Newspapers and the radio were credited today with helping doctors fight cancer by causing sufferers to seek early treatment.

“There is no question but that the information made public by newspapers, radio, and other news services is making it possible for us to see patients with breast cancer earlier than ever before,” Dr. J. Elliott Scarborough, Jr., declared.

In fact, the breast cancer advice that the Times printed in 1952 doesn’t seem far removed from what you’d find in any contemporary medical column:

SELF-EXAMINATION URGED: Women Must Detect Early Stage of Breast Cancer, Doctor Says

If breast cancer is to be detected in its early stages, it is the women themselves who must do it…Dr. Haagensen said the breasts should be examined at least every two months to be reasonably sure they are free of cancer signs…Physicians, Dr. Haagensen said, should teach women self-examination.
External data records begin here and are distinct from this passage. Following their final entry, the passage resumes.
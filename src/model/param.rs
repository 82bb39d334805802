//! Query parameter values.
//!
//! A parameter is either a single text value, an ordered list of text values
//! (serialized as one comma-joined query value), or a tombstone meaning
//! "explicitly cleared".

use serde::{Deserialize, Serialize};
use std::fmt;

/// Value held by a query parameter key.
///
/// `Null` is a tombstone: the key is known but cleared. Tombstones are never
/// serialized into a URL; a key that is absent from the store is never
/// serialized either.
#[derive(Debug, Clone, PartialEq, Eq, Hash, Default, Serialize, Deserialize)]
#[serde(untagged)]
pub enum ParamValue {
    /// Cleared value.
    #[default]
    Null,
    /// Single value.
    Text(String),
    /// Ordered multi-value (multi-select filters).
    List(Vec<String>),
}

impl ParamValue {
    /// Whether this value should be dropped from the serialized query.
    ///
    /// Empty means `Null`, the empty string, or a zero-length list.
    pub fn is_empty(&self) -> bool {
        match self {
            ParamValue::Null => true,
            ParamValue::Text(text) => text.is_empty(),
            ParamValue::List(items) => items.is_empty(),
        }
    }

    /// Single text value, if this is `Text`.
    pub fn as_text(&self) -> Option<&str> {
        match self {
            ParamValue::Text(text) => Some(text),
            _ => None,
        }
    }

    /// Whether `needle` equals the text value or is one of the list items.
    pub fn contains_text(&self, needle: &str) -> bool {
        match self {
            ParamValue::Null => false,
            ParamValue::Text(text) => text == needle,
            ParamValue::List(items) => items.iter().any(|item| item == needle),
        }
    }

    /// Coerce a single text value into a one-element list.
    ///
    /// Lists and tombstones are returned unchanged; an empty string becomes an
    /// empty list.
    pub fn into_list(self) -> ParamValue {
        match self {
            ParamValue::Text(text) if text.is_empty() => ParamValue::List(Vec::new()),
            ParamValue::Text(text) => ParamValue::List(vec![text]),
            other => other,
        }
    }

    /// JSON form, used when handing values back to page data.
    pub fn to_json(&self) -> serde_json::Value {
        match self {
            ParamValue::Null => serde_json::Value::Null,
            ParamValue::Text(text) => serde_json::Value::String(text.clone()),
            ParamValue::List(items) => serde_json::Value::Array(
                items
                    .iter()
                    .cloned()
                    .map(serde_json::Value::String)
                    .collect(),
            ),
        }
    }
}

impl fmt::Display for ParamValue {
    fn fmt(&self, f: &mut fmt::Formatter<'_>) -> fmt::Result {
        match self {
            ParamValue::Null => Ok(()),
            ParamValue::Text(text) => f.write_str(text),
            ParamValue::List(items) => f.write_str(&items.join(",")),
        }
    }
}

impl From<&str> for ParamValue {
    fn from(value: &str) -> Self {
        ParamValue::Text(value.to_string())
    }
}

impl From<String> for ParamValue {
    fn from(value: String) -> Self {
        ParamValue::Text(value)
    }
}

impl From<Vec<String>> for ParamValue {
    fn from(value: Vec<String>) -> Self {
        ParamValue::List(value)
    }
}

impl From<Vec<&str>> for ParamValue {
    fn from(value: Vec<&str>) -> Self {
        ParamValue::List(value.into_iter().map(str::to_string).collect())
    }
}

impl From<i64> for ParamValue {
    fn from(value: i64) -> Self {
        ParamValue::Text(value.to_string())
    }
}

impl From<u32> for ParamValue {
    fn from(value: u32) -> Self {
        ParamValue::Text(value.to_string())
    }
}

impl From<bool> for ParamValue {
    fn from(value: bool) -> Self {
        ParamValue::Text(value.to_string())
    }
}

impl<T: Into<ParamValue>> From<Option<T>> for ParamValue {
    fn from(value: Option<T>) -> Self {
        value.map_or(ParamValue::Null, Into::into)
    }
}

impl From<serde_json::Value> for ParamValue {
    fn from(value: serde_json::Value) -> Self {
        use serde_json::Value;

        match value {
            Value::Null => ParamValue::Null,
            Value::String(text) => ParamValue::Text(text),
            Value::Array(items) => ParamValue::List(items.iter().map(json_scalar_text).collect()),
            other => ParamValue::Text(json_scalar_text(&other)),
        }
    }
}

/// Text form of a JSON value as it appears in a query string.
pub fn json_scalar_text(value: &serde_json::Value) -> String {
    match value {
        serde_json::Value::String(text) => text.clone(),
        serde_json::Value::Null => String::new(),
        other => other.to_string(),
    }
}
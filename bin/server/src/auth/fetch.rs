//! Paginated fetching of LMS collection resources.
//!
//! The LMS paginates collections and advertises the next page through
//! the RFC 5988 `Link` response header. [`fetch_all`] follows the
//! `rel="next"` chain and flattens every page's records into one
//! ordered sequence, bounded by a configurable page ceiling.
//!
//! The HTTP round-trip sits behind the [`PageFetch`] trait so the
//! aggregation logic (and everything above it) can run against a fake
//! in tests.

use async_trait::async_trait;
use serde_json::Value;
use std::fmt;
use tracing::debug;

/// One page of a paginated resource.
#[derive(Debug, Clone)]
pub struct Page {
    /// Parsed response body.
    pub body: Value,
    /// URL of the next page, if the response advertised one.
    pub next: Option<String>,
}

/// A single authenticated page fetch.
#[async_trait]
pub trait PageFetch: Send + Sync {
    /// Issues one authenticated GET and returns the parsed body plus
    /// the next-page link, if any.
    async fn fetch_page(
        &self,
        url: &str,
        token: &str,
        token_type: &str,
    ) -> Result<Page, FetchError>;
}

/// Production fetcher backed by reqwest.
#[derive(Debug, Clone)]
pub struct HttpFetcher {
    client: reqwest::Client,
}

impl HttpFetcher {
    /// Creates a fetcher with a fresh HTTP client.
    ///
    /// # Errors
    ///
    /// Returns an error if the client cannot be constructed.
    pub fn new() -> Result<Self, FetchError> {
        let client = reqwest::Client::builder()
            .user_agent(concat!(env!("CARGO_PKG_NAME"), "/", env!("CARGO_PKG_VERSION")))
            .build()
            .map_err(|e| FetchError::Transport(e.to_string()))?;

        Ok(Self { client })
    }
}

#[async_trait]
impl PageFetch for HttpFetcher {
    async fn fetch_page(
        &self,
        url: &str,
        token: &str,
        token_type: &str,
    ) -> Result<Page, FetchError> {
        let response = self
            .client
            .get(url)
            .header(
                reqwest::header::AUTHORIZATION,
                format!("{token_type} {token}"),
            )
            .send()
            .await
            .map_err(|e| FetchError::Transport(e.to_string()))?;

        let status = response.status();
        if !status.is_success() {
            return Err(FetchError::Status {
                url: url.to_string(),
                status: status.as_u16(),
            });
        }

        let next = next_link(response.headers());

        let body: Value = response
            .json()
            .await
            .map_err(|e| FetchError::Body(e.to_string()))?;

        Ok(Page { body, next })
    }
}

/// Extracts the `rel="next"` target from `Link` headers, if present.
#[must_use]
pub fn next_link(headers: &reqwest::header::HeaderMap) -> Option<String> {
    for header in headers.get_all(reqwest::header::LINK) {
        let Ok(header) = header.to_str() else {
            continue;
        };

        for entry in header.split(',') {
            let mut segments = entry.split(';');
            let target = segments.next().unwrap_or_default().trim();
            if !(target.starts_with('<') && target.ends_with('>')) {
                continue;
            }

            let is_next = segments.any(|param| {
                let param = param.trim();
                param == r#"rel="next""# || param == "rel=next"
            });

            if is_next {
                return Some(target[1..target.len() - 1].to_string());
            }
        }
    }

    None
}

/// Fetches every page of a collection resource, flattened in order.
///
/// List bodies extend the result element-wise; a single-object body is
/// appended as one record; anything else contributes nothing.
/// Pagination ends when a page advertises no next link.
///
/// # Errors
///
/// Returns an error on any transport or status failure, or when the
/// chain exceeds `max_pages` — an upstream that never stops linking is
/// treated as a protocol error rather than followed forever.
pub async fn fetch_all<F>(
    fetcher: &F,
    url: &str,
    token: &str,
    token_type: &str,
    max_pages: u32,
) -> Result<Vec<Value>, FetchError>
where
    F: PageFetch + ?Sized,
{
    let mut records = Vec::new();
    let mut next = Some(url.to_string());
    let mut pages: u32 = 0;

    while let Some(page_url) = next {
        if pages == max_pages {
            return Err(FetchError::PageLimitExceeded {
                url: page_url,
                limit: max_pages,
            });
        }

        let page = fetcher.fetch_page(&page_url, token, token_type).await?;

        match page.body {
            Value::Array(items) => records.extend(items),
            body @ Value::Object(_) => records.push(body),
            _ => {}
        }

        next = page.next;
        pages += 1;
    }

    debug!(url, pages, records = records.len(), "fetched collection");

    Ok(records)
}

/// Errors from paginated fetching.
#[derive(Debug, Clone, PartialEq, Eq)]
pub enum FetchError {
    /// The request could not be sent or the response not received.
    Transport(String),
    /// The upstream answered with a non-success status.
    Status { url: String, status: u16 },
    /// The response body was not parsable JSON.
    Body(String),
    /// The next-link chain exceeded the configured ceiling.
    PageLimitExceeded { url: String, limit: u32 },
}

impl fmt::Display for FetchError {
    fn fmt(&self, f: &mut fmt::Formatter<'_>) -> fmt::Result {
        match self {
            Self::Transport(msg) => write!(f, "fetch transport error: {msg}"),
            Self::Status { url, status } => {
                write!(f, "error fetching {url}: status {status}")
            }
            Self::Body(msg) => write!(f, "unparsable fetch response: {msg}"),
            Self::PageLimitExceeded { url, limit } => {
                write!(f, "pagination exceeded {limit} pages at {url}")
            }
        }
    }
}

impl std::error::Error for FetchError {}

#[cfg(test)]
mod tests {
    use super::*;
    use serde_json::json;
    use std::collections::HashMap;

    /// Serves canned pages keyed by URL.
    struct FakeFetcher {
        pages: HashMap<String, Page>,
    }

    impl FakeFetcher {
        fn new(pages: Vec<(&str, Value, Option<&str>)>) -> Self {
            Self {
                pages: pages
                    .into_iter()
                    .map(|(url, body, next)| {
                        (
                            url.to_string(),
                            Page {
                                body,
                                next: next.map(str::to_string),
                            },
                        )
                    })
                    .collect(),
            }
        }
    }

    #[async_trait]
    impl PageFetch for FakeFetcher {
        async fn fetch_page(
            &self,
            url: &str,
            _token: &str,
            _token_type: &str,
        ) -> Result<Page, FetchError> {
            self.pages.get(url).cloned().ok_or(FetchError::Status {
                url: url.to_string(),
                status: 404,
            })
        }
    }

    #[tokio::test]
    async fn three_page_chain_flattens_in_order() {
        let fetcher = FakeFetcher::new(vec![
            ("http://lms/p1", json!([1, 2]), Some("http://lms/p2")),
            ("http://lms/p2", json!([3]), Some("http://lms/p3")),
            ("http://lms/p3", json!([4, 5]), None),
        ]);

        let records = fetch_all(&fetcher, "http://lms/p1", "tok", "Bearer", 64)
            .await
            .expect("records");

        assert_eq!(records, vec![json!(1), json!(2), json!(3), json!(4), json!(5)]);
    }

    #[tokio::test]
    async fn missing_next_link_ends_after_one_page() {
        let fetcher = FakeFetcher::new(vec![("http://lms/only", json!([1]), None)]);

        let records = fetch_all(&fetcher, "http://lms/only", "tok", "Bearer", 64)
            .await
            .expect("records");

        assert_eq!(records, vec![json!(1)]);
    }

    #[tokio::test]
    async fn single_object_body_is_one_record() {
        let fetcher = FakeFetcher::new(vec![("http://lms/one", json!({"id": 7}), None)]);

        let records = fetch_all(&fetcher, "http://lms/one", "tok", "Bearer", 64)
            .await
            .expect("records");

        assert_eq!(records, vec![json!({"id": 7})]);
    }

    #[tokio::test]
    async fn scalar_body_contributes_nothing() {
        let fetcher = FakeFetcher::new(vec![("http://lms/odd", json!("nope"), None)]);

        let records = fetch_all(&fetcher, "http://lms/odd", "tok", "Bearer", 64)
            .await
            .expect("records");

        assert!(records.is_empty());
    }

    #[tokio::test]
    async fn endless_chain_hits_the_page_ceiling() {
        // A page that links back to itself never terminates on its own.
        let fetcher = FakeFetcher::new(vec![(
            "http://lms/loop",
            json!([1]),
            Some("http://lms/loop"),
        )]);

        let err = fetch_all(&fetcher, "http://lms/loop", "tok", "Bearer", 3)
            .await
            .expect_err("must hit ceiling");

        assert_eq!(
            err,
            FetchError::PageLimitExceeded {
                url: "http://lms/loop".to_string(),
                limit: 3,
            }
        );
    }

    #[tokio::test]
    async fn upstream_error_status_aborts() {
        let fetcher = FakeFetcher::new(vec![]);

        let err = fetch_all(&fetcher, "http://lms/missing", "tok", "Bearer", 64)
            .await
            .expect_err("must fail");

        assert!(matches!(err, FetchError::Status { status: 404, .. }));
    }

    #[test]
    fn next_link_parses_canvas_style_header() {
        let mut headers = reqwest::header::HeaderMap::new();
        headers.insert(
            reqwest::header::LINK,
            concat!(
                "<https://lms/api/v1/courses?page=1>; rel=\"current\", ",
                "<https://lms/api/v1/courses?page=2>; rel=\"next\", ",
                "<https://lms/api/v1/courses?page=9>; rel=\"last\"",
            )
            .parse()
            .expect("header value"),
        );

        assert_eq!(
            next_link(&headers),
            Some("https://lms/api/v1/courses?page=2".to_string())
        );
    }

    #[test]
    fn next_link_absent_when_no_next_relation() {
        let mut headers = reqwest::header::HeaderMap::new();
        headers.insert(
            reqwest::header::LINK,
            "<https://lms/api/v1/courses?page=1>; rel=\"current\""
                .parse()
                .expect("header value"),
        );

        assert_eq!(next_link(&headers), None);
    }

    #[test]
    fn next_link_absent_without_link_header() {
        let headers = reqwest::header::HeaderMap::new();
        assert_eq!(next_link(&headers), None);
    }
}
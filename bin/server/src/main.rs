mod auth;
mod config;

use auth::{AppState, Authenticator, CanvasOAuthClient, HttpFetcher};
use axum::{Router, routing::get};
use config::ServerConfig;
use std::sync::Arc;
use tower_http::trace::TraceLayer;
use tracing_subscriber::{layer::SubscriberExt, util::SubscriberInitExt};

#[tokio::main]
async fn main() {
    tracing_subscriber::registry()
        .with(
            tracing_subscriber::EnvFilter::try_from_default_env()
                .unwrap_or_else(|_| "info,tower_http=debug".into()),
        )
        .with(tracing_subscriber::fmt::layer())
        .init();

    // Load configuration from environment
    let config = ServerConfig::from_env().expect("failed to load configuration");
    tracing::info!("Loaded configuration");

    // Fail fast: a misconfigured LMS installation never serves a login
    let oauth_client = CanvasOAuthClient::new(
        config.oauth.client_id.clone(),
        config.oauth.client_secret.clone(),
        config.oauth.redirect_url.clone(),
        &config.canvas,
    )
    .expect("invalid OAuth configuration");

    let fetcher = HttpFetcher::new().expect("failed to create HTTP client");
    let authenticator =
        Authenticator::new(config.canvas, fetcher).expect("invalid LMS configuration");

    let app_state = Arc::new(AppState::new(
        oauth_client,
        authenticator,
        config.secure_cookies,
    ));

    let app = Router::new()
        .route("/auth/login", get(auth::login))
        .route("/auth/callback", get(auth::callback))
        .route("/healthz", get(auth::health))
        .layer(TraceLayer::new_for_http())
        .with_state(app_state);

    let listener = tokio::net::TcpListener::bind(&config.listen_addr)
        .await
        .expect("failed to bind to address");

    tracing::info!("listening on http://{}", config.listen_addr);

    axum::serve(listener, app.into_make_service())
        .await
        .expect("server error");
}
Of course, cancer is a far more common topic of public concern and media coverage today. As Mukherjee himself points out, that’s because until relatively recently, humans generally didn’t live long enough to die from cancer. One of the earliest mentions of breast cancer in the Times archive occurs in 1852, in its column titled, Weekly Report of Deaths in the City and County of New York. Between January 10-17, the Times noted 324 deaths, the majority of them children. The top killers are diseases we rarely hear today: 54 deaths from consumption, 28 to convulsions, 20 to scarlet fever, 18 to “Dropsy in the head.” In contrast, “Cancer” and “Cancer of Breast” accounted for 1 death apiece. That cancer has become medicine’s public enemy number one is almost a sign of wealth and progress. In impoverished countries, cancer doesn’t even rank among the top 10 in causes of death.

If you’re interested in taking a depressing trip through medical history, type “cure for cancer” into the Times’ digital archive. You’ll find headlines from every decade – if not every one or two years – since 1852 touting a promising development in the fight against cancer:

If the war against cancer seems like an unending series of misguided schemes and false hope – much like our ongoing wars against terror, drugs, and poverty ‐ it’s because, like those wars, the enemy was never just one monolithic opponent that one kind of “weapon” (and lots of it) could ever defeat. So it’s fitting that the facts may be more complicated than they seem in Ms. Rosenow’s anecdote – because that’s the case with everything related to cancer. One of the most interesting things about Mukherjee’s attempt to write a “biography” of cancer is how, when the literary framing is inadequate for describing cancer, it serves only to more fully illuminate the scope of this war.